Качнулся в противоположную сторону и маятник настроений судей. Секретарь ЦК ВЛКСМ Николай Михайлов докладывал секретарям ЦК ВКП(б):
"Юнисов Хайдар Абдулакюмович, 1931 года рождения, 12 июня 1947 года похитил хлебные карточки на две декады июня, принадлежащие его бабушке и матери. Карточки продал на рынке за 140 рублей, а деньги израсходовал на лакомства. Приговорен к шести годам лишения свободы. Худяков Алексей Фролович, 1933 года рождения, 15 июня 1947 года выставил стекло в квартире гражданина Константинова, похитил 134 рубля и 1 пару детских ботинок. Приговорен к заключению в исправительную трудовую колонию сроком на пять лет.
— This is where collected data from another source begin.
use crate::ai::Detection;
use crate::frame::Frame;
use ab_glyph::{FontVec, PxScale};
use image::Rgb;
use imageproc::drawing::{draw_filled_rect_mut, draw_hollow_rect_mut, draw_text_mut};
use imageproc::rect::Rect;
use std::path::{Path, PathBuf};
use tracing::{debug, warn};

const FONT_CANDIDATES: [&str; 3] = [
    "/usr/share/fonts/truetype/dejavu/DejaVuSans.ttf",
    "/usr/share/fonts/dejavu/DejaVuSans.ttf",
    "/usr/share/fonts/TTF/DejaVuSans.ttf",
];

const BOX_COLOR: Rgb<u8> = Rgb([255, 56, 56]);
const LABEL_TEXT: Rgb<u8> = Rgb([255, 255, 255]);
const OVERLAY_TEXT: Rgb<u8> = Rgb([0, 255, 0]);

/// Draws detection boxes and the status line onto frames.
///
/// Text needs a TrueType font; without one only the boxes are drawn.
pub struct Annotator {
    font: Option<FontVec>,
    scale: PxScale,
}

impl Annotator {
    pub fn without_text() -> Self {
        Self {
            font: None,
            scale: PxScale::from(18.0),
        }
    }

    /// Loads `font`, or the first system font found when `None`.
    pub fn load(font: Option<&Path>) -> Self {
        let candidates: Vec<PathBuf> = match font {
            Some(p) => vec![p.to_path_buf()],
            None => FONT_CANDIDATES.iter().map(PathBuf::from).collect(),
        };
        for path in candidates {
            let Ok(bytes) = std::fs::read(&path) else {
                continue;
            };
            match FontVec::try_from_vec(bytes) {
                Ok(f) => {
                    debug!(font = %path.display(), "overlay font loaded");
                    return Self {
                        font: Some(f),
                        ..Self::without_text()
                    };
                }
                Err(e) => warn!("invalid font {}: {e}", path.display()),
            }
        }
        warn!("no overlay font available, text will not be drawn");
        Self::without_text()
    }

    pub fn has_text(&self) -> bool {
        self.font.is_some()
    }

    pub fn draw_detections(&self, frame: &mut Frame, detections: &[Detection]) {
        for d in detections {
            let b = d.bbox.clamp(frame.width(), frame.height());
            let (w, h) = (b.width().round() as u32, b.height().round() as u32);
            if w == 0 || h == 0 {
                continue;
            }
            let rect = Rect::at(b.x1.round() as i32, b.y1.round() as i32).of_size(w, h);
            draw_hollow_rect_mut(frame, rect, BOX_COLOR);
            if w > 2 && h > 2 {
                let inner = Rect::at(rect.left() + 1, rect.top() + 1).of_size(w - 2, h - 2);
                draw_hollow_rect_mut(frame, inner, BOX_COLOR);
            }
            if let Some(font) = &self.font {
                let text = format!("{} {:.2}", d.label, d.confidence);
                let text_h = self.scale.y.ceil() as u32;
                let text_w = (text.len() as f32 * self.scale.x * 0.55).ceil() as u32;
                let top = (rect.top() - text_h as i32).max(0);
                draw_filled_rect_mut(
                    frame,
                    Rect::at(rect.left(), top).of_size(text_w.max(1), text_h),
                    BOX_COLOR,
                );
                draw_text_mut(frame, LABEL_TEXT, rect.left(), top, self.scale, font, &text);
            }
        }
    }

    pub fn draw_status(&self, frame: &mut Frame, text: &str) {
        if let Some(font) = &self.font {
            draw_text_mut(frame, OVERLAY_TEXT, 10, 10, PxScale::from(20.0), font, text);
        }
    }
}

pub fn status_line(frame: u64, detections: usize, fps: f64) -> String {
    format!("Frame: {frame} | Detections: {detections} | FPS: {fps:.1}")
}

#[cfg(test)]
mod tests {
    use super::*;
    use crate::ai::BoundingBox;
    use image::RgbImage;

    #[test]
    fn status_line_format() {
        assert_eq!(
            status_line(12, 3, 14.567),
            "Frame: 12 | Detections: 3 | FPS: 14.6"
        );
    }

    #[test]
    fn box_outline_is_drawn() {
        let mut frame = RgbImage::new(32, 32);
        let det = Detection {
            bbox: BoundingBox {
                x1: 4.0,
                y1: 4.0,
                x2: 20.0,
                y2: 20.0,
            },
            confidence: 0.9,
            class_id: 0,
            label: "person".into(),
        };
        Annotator::without_text().draw_detections(&mut frame, &[det]);
        assert_eq!(frame.get_pixel(4, 4), &BOX_COLOR);
        assert_eq!(frame.get_pixel(12, 12), &Rgb([0, 0, 0]));
    }

    #[test]
    fn degenerate_box_is_skipped() {
        let mut frame = RgbImage::new(8, 8);
        let det = Detection {
            bbox: BoundingBox {
                x1: 20.0,
                y1: 20.0,
                x2: 30.0,
                y2: 30.0,
            },
            confidence: 0.5,
            class_id: 0,
            label: "x".into(),
        };
        Annotator::without_text().draw_detections(&mut frame, &[det]);
        assert!(frame.pixels().all(|p| *p == Rgb([0, 0, 0])));
    }

    #[test]
    fn missing_font_disables_text() {
        let a = Annotator::load(Some(Path::new("/nonexistent/font.ttf")));
        assert!(!a.has_text());
    }
}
Баранов Борис Константинович, 1932 года рождения, совершил кражу на ткацкой фабрике "Вождь пролетариата" (г. Егорьевск) 500 граммов крахмальной муки стоимостью в 1 рубль 65 копеек. Приговорен к заключению в исправительно-трудовую колонию сроком на семь лет".
Некоторое время огромные сроки пугали воров и мелких расхитителей. В Москву докладывали, что в первые дни после публикации указа на многих заводах и фабриках прекратились случаи кражи продукции. Но ситуация в стране по-прежнему оставалась тяжелой, так что вскоре граждане вновь принялись за кражи или прибегали к иным противозаконным способам добывания пропитания. МВД констатировало, что "значительное количество преступлений совершается лицами в прошлом ничем не скомпрометированными, занимающимися общественно-полезным трудом, преимущественно молодежью". А по мере нарастания кризиса и голода среди преступников стало гораздо больше отчаявшихся женщин. "Количество женщин,— докладывал министр внутренних дел СССР Сергей Круглов руководству страны,— привлеченных к уголовной ответственности за кражи продуктов питания, составляет 41% к общему количеству всех привлеченных".
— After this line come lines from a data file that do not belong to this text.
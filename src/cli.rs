use crate::ai::{Labels, YoloDetector};
use crate::annotate::Annotator;
use crate::capture::{open_capture, CameraBackend, CaptureSettings};
use crate::config::{config_path, load_settings, save_settings, Settings};
use crate::detect::{FrameLoop, LoopOptions, RunReport};
use crate::display::{Display, Headless};
use crate::error::{Error, Result};
use crate::frame::Flip;
use crate::record::VideoRecorder;
use crate::selftest::{host_summary, run_self_test, SelfTestTarget};
use clap::{Args, Parser, Subcommand};
use std::path::PathBuf;
use std::process::ExitCode;
use std::sync::atomic::{AtomicBool, Ordering};
use std::sync::Arc;
use std::time::Duration;
use tracing::{debug, error, info, warn};
use tracing_subscriber::EnvFilter;

#[derive(Parser)]
#[command(
    name = "picam-detect",
    version,
    about = "Real-time camera object detection for the Raspberry Pi"
)]
pub struct Cli {
    #[command(subcommand)]
    pub command: Commands,
}

#[derive(Subcommand)]
pub enum Commands {
    /// Run live detection on the camera
    Detect(DetectArgs),
    /// Check that the cameras deliver frames
    Selftest {
        /// Backends to try
        #[arg(long, value_enum, default_value_t)]
        backend: SelfTestTarget,
        /// Frames to read from each backend, at least 1
        #[arg(long, default_value_t = 5, value_parser = parse_frame_count)]
        frames: usize,
    },
    /// Inspect or create the settings file
    Config {
        #[command(subcommand)]
        action: ConfigAction,
    },
}

#[derive(Subcommand)]
pub enum ConfigAction {
    /// Print the effective settings as JSON
    Show,
    /// Write the default settings file
    Init {
        /// Overwrite an existing file
        #[arg(long)]
        force: bool,
    },
}

#[derive(Args, Debug, Clone, Default, PartialEq)]
pub struct DetectArgs {
    /// ONNX model path
    #[arg(long)]
    pub model: Option<PathBuf>,
    /// Class names, one per line
    #[arg(long)]
    pub labels: Option<PathBuf>,
    /// Confidence threshold 0-1
    #[arg(long, value_parser = parse_confidence)]
    pub conf: Option<f32>,
    /// Record the annotated stream to an MP4 file
    #[arg(long)]
    pub save: bool,
    /// Run time in seconds, 0 runs until stopped
    #[arg(long, default_value_t = 0)]
    pub duration: u64,
    /// Camera backend
    #[arg(long, value_enum)]
    pub backend: Option<CameraBackend>,
    /// Shorthand for `--backend csi`
    #[arg(long)]
    pub picamera: bool,
    /// Mirror frames horizontally
    #[arg(long)]
    pub flip_h: bool,
    /// Mirror frames vertically
    #[arg(long)]
    pub flip_v: bool,
    /// Hide the frame/FPS overlay
    #[arg(long)]
    pub no_fps: bool,
    /// Never open a preview window. Builds without the `preview` feature
    /// are always headless, so q/s keys need that feature.
    #[arg(long)]
    pub headless: bool,
    /// USB camera index
    #[arg(long)]
    pub device: Option<u32>,
    #[arg(long)]
    pub width: Option<u32>,
    #[arg(long)]
    pub height: Option<u32>,
    #[arg(long)]
    pub fps: Option<u32>,
    /// TrueType font for the overlay text
    #[arg(long)]
    pub font: Option<PathBuf>,
}

fn parse_confidence(s: &str) -> std::result::Result<f32, String> {
    let v: f32 = s.parse().map_err(|e| format!("{e}"))?;
    if (0.0..=1.0).contains(&v) {
        Ok(v)
    } else {
        Err(format!("{v} is not in 0..=1"))
    }
}

fn parse_frame_count(s: &str) -> std::result::Result<usize, String> {
    match s.parse::<usize>().map_err(|e| format!("{e}"))? {
        0 => Err("at least one frame must be read".into()),
        n => Ok(n),
    }
}

impl DetectArgs {
    pub fn camera_backend(&self) -> CameraBackend {
        if self.picamera {
            CameraBackend::Csi
        } else {
            self.backend.unwrap_or_default()
        }
    }

    pub fn flip(&self) -> Flip {
        Flip {
            horizontal: self.flip_h,
            vertical: self.flip_v,
        }
    }

    pub fn duration_limit(&self) -> Option<Duration> {
        (self.duration > 0).then(|| Duration::from_secs(self.duration))
    }

    /// Overlays the flags given on the command line onto `settings`.
    pub fn apply(&self, mut settings: Settings) -> Settings {
        if let Some(v) = &self.model {
            settings.model = v.clone();
        }
        if let Some(v) = &self.labels {
            settings.labels = Some(v.clone());
        }
        if let Some(v) = self.conf {
            settings.confidence = v;
        }
        if let Some(v) = self.device {
            settings.device = v;
        }
        if let Some(v) = self.width {
            settings.width = v;
        }
        if let Some(v) = self.height {
            settings.height = v;
        }
        if let Some(v) = self.fps {
            settings.fps = v;
        }
        if let Some(v) = &self.font {
            settings.font = Some(v.clone());
        }
        settings
    }
}

pub fn run_cli() -> ExitCode {
    tracing_subscriber::fmt()
        .with_env_filter(
            EnvFilter::try_from_default_env().unwrap_or_else(|_| EnvFilter::new("info")),
        )
        .init();
    let cli = Cli::parse();
    ExitCode::from(execute(cli))
}

/// Runs one command and returns the process exit status.
pub fn execute(cli: Cli) -> u8 {
    match cli.command {
        Commands::Detect(args) => detect(args),
        Commands::Selftest { backend, frames } => selftest(backend, frames),
        Commands::Config { action } => match action {
            ConfigAction::Show => show_config(),
            ConfigAction::Init { force } => init_config(force),
        },
    }
}

fn detect(args: DetectArgs) -> u8 {
    match run_detect(&args) {
        Ok(report) => {
            println!("{report}");
            0
        }
        Err(e) => {
            error!("{e}");
            1
        }
    }
}

fn run_detect(args: &DetectArgs) -> Result<RunReport> {
    let settings = args.apply(load_settings());
    debug!(?settings, "effective settings");
    if !settings.model.exists() {
        return Err(Error::ModelNotFound(settings.model));
    }
    let labels = match &settings.labels {
        Some(path) => Labels::load(path)?,
        None => Labels::default(),
    };
    let detector = YoloDetector::load(&settings.model, labels, settings.iou)?;

    let capture_settings = CaptureSettings {
        device: settings.device,
        width: settings.width,
        height: settings.height,
        fps: settings.fps,
    };
    let capture = open_capture(args.camera_backend(), &capture_settings)?;
    let (width, height) = capture.resolution();

    let stop = Arc::new(AtomicBool::new(false));
    let flag = stop.clone();
    if let Err(e) = ctrlc::set_handler(move || flag.store(true, Ordering::Relaxed)) {
        warn!("failed to install Ctrl-C handler: {e}");
    }

    let options = LoopOptions {
        confidence: settings.confidence,
        duration: args.duration_limit(),
        flip: args.flip(),
        show_fps: !args.no_fps,
        snapshot_dir: settings.snapshot_dir.clone(),
    };
    let mut frame_loop = FrameLoop::new(capture, Box::new(detector), options)
        .with_annotator(Annotator::load(settings.font.as_deref()))
        .with_display(make_display(args.headless)?)
        .with_stop_flag(stop);
    if args.save {
        let recorder = VideoRecorder::create(&settings.output_dir, width, height, settings.fps)?;
        frame_loop = frame_loop.with_recorder(recorder);
    }
    info!("{}", controls_hint(has_window(args.headless)));
    Ok(frame_loop.run())
}

fn has_window(headless: bool) -> bool {
    cfg!(feature = "preview") && !headless
}

fn controls_hint(window: bool) -> &'static str {
    if window {
        "press q to stop, s to save a snapshot, Ctrl-C to interrupt"
    } else {
        "running headless, stop with Ctrl-C or --duration"
    }
}

#[cfg(feature = "preview")]
fn make_display(headless: bool) -> Result<Box<dyn Display>> {
    if headless {
        return Ok(Box::new(Headless));
    }
    Ok(Box::new(crate::display::PreviewWindow::new("picam-detect")?))
}

#[cfg(not(feature = "preview"))]
fn make_display(headless: bool) -> Result<Box<dyn Display>> {
    if !headless {
        info!("built without the preview feature, running headless");
    }
    Ok(Box::new(Headless))
}

fn selftest(target: SelfTestTarget, frames: usize) -> u8 {
    let settings = load_settings();
    let capture_settings = CaptureSettings {
        device: settings.device,
        width: settings.width,
        height: settings.height,
        fps: settings.fps,
    };
    println!("host: {}", host_summary());
    println!();
    let report = run_self_test(target, &capture_settings, frames);
    println!("{report}");
    report.exit_code()
}

fn show_config() -> u8 {
    match serde_json::to_string_pretty(&load_settings()) {
        Ok(json) => {
            println!("{json}");
            0
        }
        Err(e) => {
            error!("failed to encode settings: {e}");
            1
        }
    }
}

fn init_config(force: bool) -> u8 {
    let path = config_path();
    if path.exists() && !force {
        error!("{} already exists, pass --force to overwrite", path.display());
        return 1;
    }
    match save_settings(&Settings::default()) {
        Ok(path) => {
            info!(path = %path.display(), "settings written");
            0
        }
        Err(e) => {
            error!("failed to write settings: {e}");
            1
        }
    }
}
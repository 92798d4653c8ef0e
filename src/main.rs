use std::process::ExitCode;

fn main() -> ExitCode {
    picam_detect::run_cli()
}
В июле 1947 года, несмотря на указы, уровень преступности достиг своего максимума. Однако, как только ситуация с продовольствием начала улучшаться, стало падать и число правонарушений. В докладе МВД СССР говорилось:
"Анализ данных о положении с уголовной преступностью в г. Москве в 1947 г. показывает, что по сравнению с началом года, когда в Москве совершалось ежемесячно от 1000 до 1500 преступлений, и главным образом по сравнению с июлем месяцем, когда преступность была наиболее высокой (1649 случаев), к концу года она последовательно снижалась, составив в декабре 866 случаев".
Так что лучшим средством против вызванного кризисом всплеска преступности, как обычно, оказалось завершение кризиса.